What to do: Within the data below, copy each line where the string "path" is found.

Material supplied:
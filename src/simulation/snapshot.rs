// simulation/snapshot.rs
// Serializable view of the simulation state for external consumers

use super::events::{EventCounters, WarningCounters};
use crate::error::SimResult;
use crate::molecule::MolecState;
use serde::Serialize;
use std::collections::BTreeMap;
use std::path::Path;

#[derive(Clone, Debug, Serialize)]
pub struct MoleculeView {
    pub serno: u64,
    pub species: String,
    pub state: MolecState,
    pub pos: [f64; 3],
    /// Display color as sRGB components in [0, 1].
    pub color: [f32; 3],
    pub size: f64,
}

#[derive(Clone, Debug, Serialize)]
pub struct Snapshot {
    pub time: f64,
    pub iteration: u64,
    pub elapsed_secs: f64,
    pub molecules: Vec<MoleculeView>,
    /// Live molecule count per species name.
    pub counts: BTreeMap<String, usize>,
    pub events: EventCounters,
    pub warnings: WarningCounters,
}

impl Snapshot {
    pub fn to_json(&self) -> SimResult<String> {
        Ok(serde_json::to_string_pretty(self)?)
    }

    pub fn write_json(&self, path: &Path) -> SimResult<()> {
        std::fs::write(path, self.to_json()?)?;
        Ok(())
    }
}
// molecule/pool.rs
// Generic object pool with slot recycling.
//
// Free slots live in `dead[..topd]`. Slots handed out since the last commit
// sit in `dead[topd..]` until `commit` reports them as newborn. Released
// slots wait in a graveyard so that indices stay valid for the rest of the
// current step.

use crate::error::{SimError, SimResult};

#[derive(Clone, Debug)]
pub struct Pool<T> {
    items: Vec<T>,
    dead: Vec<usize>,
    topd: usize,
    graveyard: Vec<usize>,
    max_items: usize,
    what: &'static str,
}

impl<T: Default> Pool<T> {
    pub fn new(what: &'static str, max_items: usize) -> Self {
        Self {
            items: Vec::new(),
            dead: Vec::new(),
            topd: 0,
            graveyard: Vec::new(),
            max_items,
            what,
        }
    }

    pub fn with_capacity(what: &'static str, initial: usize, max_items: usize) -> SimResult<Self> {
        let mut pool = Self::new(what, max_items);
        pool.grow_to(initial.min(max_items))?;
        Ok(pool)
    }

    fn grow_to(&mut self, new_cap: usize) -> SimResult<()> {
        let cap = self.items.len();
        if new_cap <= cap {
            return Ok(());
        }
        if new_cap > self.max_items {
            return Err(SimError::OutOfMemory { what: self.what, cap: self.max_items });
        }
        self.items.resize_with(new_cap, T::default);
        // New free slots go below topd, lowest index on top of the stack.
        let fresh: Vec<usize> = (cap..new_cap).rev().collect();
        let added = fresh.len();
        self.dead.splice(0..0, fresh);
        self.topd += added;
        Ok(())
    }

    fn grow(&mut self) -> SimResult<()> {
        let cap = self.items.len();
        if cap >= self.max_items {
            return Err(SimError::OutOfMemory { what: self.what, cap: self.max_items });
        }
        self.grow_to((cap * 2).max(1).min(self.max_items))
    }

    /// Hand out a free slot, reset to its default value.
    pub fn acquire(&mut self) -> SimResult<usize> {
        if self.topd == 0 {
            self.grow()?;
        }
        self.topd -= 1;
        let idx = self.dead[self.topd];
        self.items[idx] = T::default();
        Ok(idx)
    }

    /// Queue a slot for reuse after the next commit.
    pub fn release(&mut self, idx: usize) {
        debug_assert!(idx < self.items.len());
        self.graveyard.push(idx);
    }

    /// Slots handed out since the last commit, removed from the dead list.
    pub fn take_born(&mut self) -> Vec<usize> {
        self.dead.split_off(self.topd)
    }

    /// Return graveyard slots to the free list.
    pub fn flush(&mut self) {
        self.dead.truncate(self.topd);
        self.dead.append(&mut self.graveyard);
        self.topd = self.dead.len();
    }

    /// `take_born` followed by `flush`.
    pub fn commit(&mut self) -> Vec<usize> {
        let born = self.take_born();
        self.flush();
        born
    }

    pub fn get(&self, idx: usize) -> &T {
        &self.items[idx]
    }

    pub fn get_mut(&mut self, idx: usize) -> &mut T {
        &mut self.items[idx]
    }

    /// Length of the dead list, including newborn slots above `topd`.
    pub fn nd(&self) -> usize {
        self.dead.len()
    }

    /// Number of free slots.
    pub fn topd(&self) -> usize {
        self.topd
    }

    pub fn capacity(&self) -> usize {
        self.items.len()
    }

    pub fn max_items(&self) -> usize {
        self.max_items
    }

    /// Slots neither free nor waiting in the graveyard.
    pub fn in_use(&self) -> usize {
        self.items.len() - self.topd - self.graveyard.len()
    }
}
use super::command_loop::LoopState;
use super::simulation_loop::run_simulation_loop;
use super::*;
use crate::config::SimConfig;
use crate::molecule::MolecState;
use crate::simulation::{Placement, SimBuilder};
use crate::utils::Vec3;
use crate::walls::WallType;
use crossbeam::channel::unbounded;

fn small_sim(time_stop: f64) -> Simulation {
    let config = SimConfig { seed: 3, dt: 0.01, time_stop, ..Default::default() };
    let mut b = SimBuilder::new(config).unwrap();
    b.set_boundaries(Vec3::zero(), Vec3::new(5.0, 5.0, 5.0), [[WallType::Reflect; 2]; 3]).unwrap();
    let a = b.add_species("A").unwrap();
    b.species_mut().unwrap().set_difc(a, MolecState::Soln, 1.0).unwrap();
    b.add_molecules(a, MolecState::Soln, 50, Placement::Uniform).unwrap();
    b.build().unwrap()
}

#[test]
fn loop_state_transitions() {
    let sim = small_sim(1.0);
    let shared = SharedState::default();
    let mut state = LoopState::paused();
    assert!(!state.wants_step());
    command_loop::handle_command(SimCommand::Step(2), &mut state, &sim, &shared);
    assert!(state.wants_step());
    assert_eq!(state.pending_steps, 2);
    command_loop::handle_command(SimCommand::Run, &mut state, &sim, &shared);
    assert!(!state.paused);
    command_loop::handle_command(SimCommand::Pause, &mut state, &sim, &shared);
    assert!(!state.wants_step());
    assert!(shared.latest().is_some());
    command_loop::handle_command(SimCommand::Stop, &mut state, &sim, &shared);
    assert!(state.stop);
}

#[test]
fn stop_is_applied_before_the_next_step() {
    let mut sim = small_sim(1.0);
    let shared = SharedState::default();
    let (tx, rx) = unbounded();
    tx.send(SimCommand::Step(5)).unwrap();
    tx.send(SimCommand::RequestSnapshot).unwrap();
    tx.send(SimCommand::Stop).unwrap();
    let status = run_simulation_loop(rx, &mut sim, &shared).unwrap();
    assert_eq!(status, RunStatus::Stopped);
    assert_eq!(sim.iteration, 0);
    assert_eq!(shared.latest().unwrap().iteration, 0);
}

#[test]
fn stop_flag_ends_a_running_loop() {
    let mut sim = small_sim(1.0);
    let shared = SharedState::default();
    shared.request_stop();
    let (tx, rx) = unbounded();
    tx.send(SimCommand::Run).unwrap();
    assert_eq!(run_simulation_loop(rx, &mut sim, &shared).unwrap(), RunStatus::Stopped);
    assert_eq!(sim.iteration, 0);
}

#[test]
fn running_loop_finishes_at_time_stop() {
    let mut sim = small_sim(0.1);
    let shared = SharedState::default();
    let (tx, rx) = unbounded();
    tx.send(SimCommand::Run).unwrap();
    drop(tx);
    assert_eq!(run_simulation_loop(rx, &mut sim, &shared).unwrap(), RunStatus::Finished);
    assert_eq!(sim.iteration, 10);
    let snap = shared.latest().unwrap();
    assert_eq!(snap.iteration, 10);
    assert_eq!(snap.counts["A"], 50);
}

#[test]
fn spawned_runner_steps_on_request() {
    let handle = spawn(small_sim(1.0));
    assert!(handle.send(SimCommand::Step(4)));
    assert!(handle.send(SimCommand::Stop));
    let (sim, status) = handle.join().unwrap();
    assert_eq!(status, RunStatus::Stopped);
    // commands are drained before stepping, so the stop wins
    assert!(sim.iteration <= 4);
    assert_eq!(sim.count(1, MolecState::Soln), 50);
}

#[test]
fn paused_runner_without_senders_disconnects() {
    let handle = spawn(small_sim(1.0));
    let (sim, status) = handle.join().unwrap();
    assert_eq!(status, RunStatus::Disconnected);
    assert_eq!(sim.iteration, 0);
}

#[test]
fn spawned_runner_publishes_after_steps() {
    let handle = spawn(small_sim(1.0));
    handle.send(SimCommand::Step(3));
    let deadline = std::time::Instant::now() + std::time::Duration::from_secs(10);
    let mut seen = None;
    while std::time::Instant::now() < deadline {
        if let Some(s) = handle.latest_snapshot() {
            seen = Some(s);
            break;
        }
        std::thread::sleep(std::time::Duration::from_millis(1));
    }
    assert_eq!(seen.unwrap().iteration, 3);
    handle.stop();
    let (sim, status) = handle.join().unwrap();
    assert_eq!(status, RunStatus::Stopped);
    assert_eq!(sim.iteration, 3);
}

Answer to this problem:
use std::path::Path;
    pub fn write_json(&self, path: &Path) -> SimResult<()> {
        std::fs::write(path, self.to_json()?)?;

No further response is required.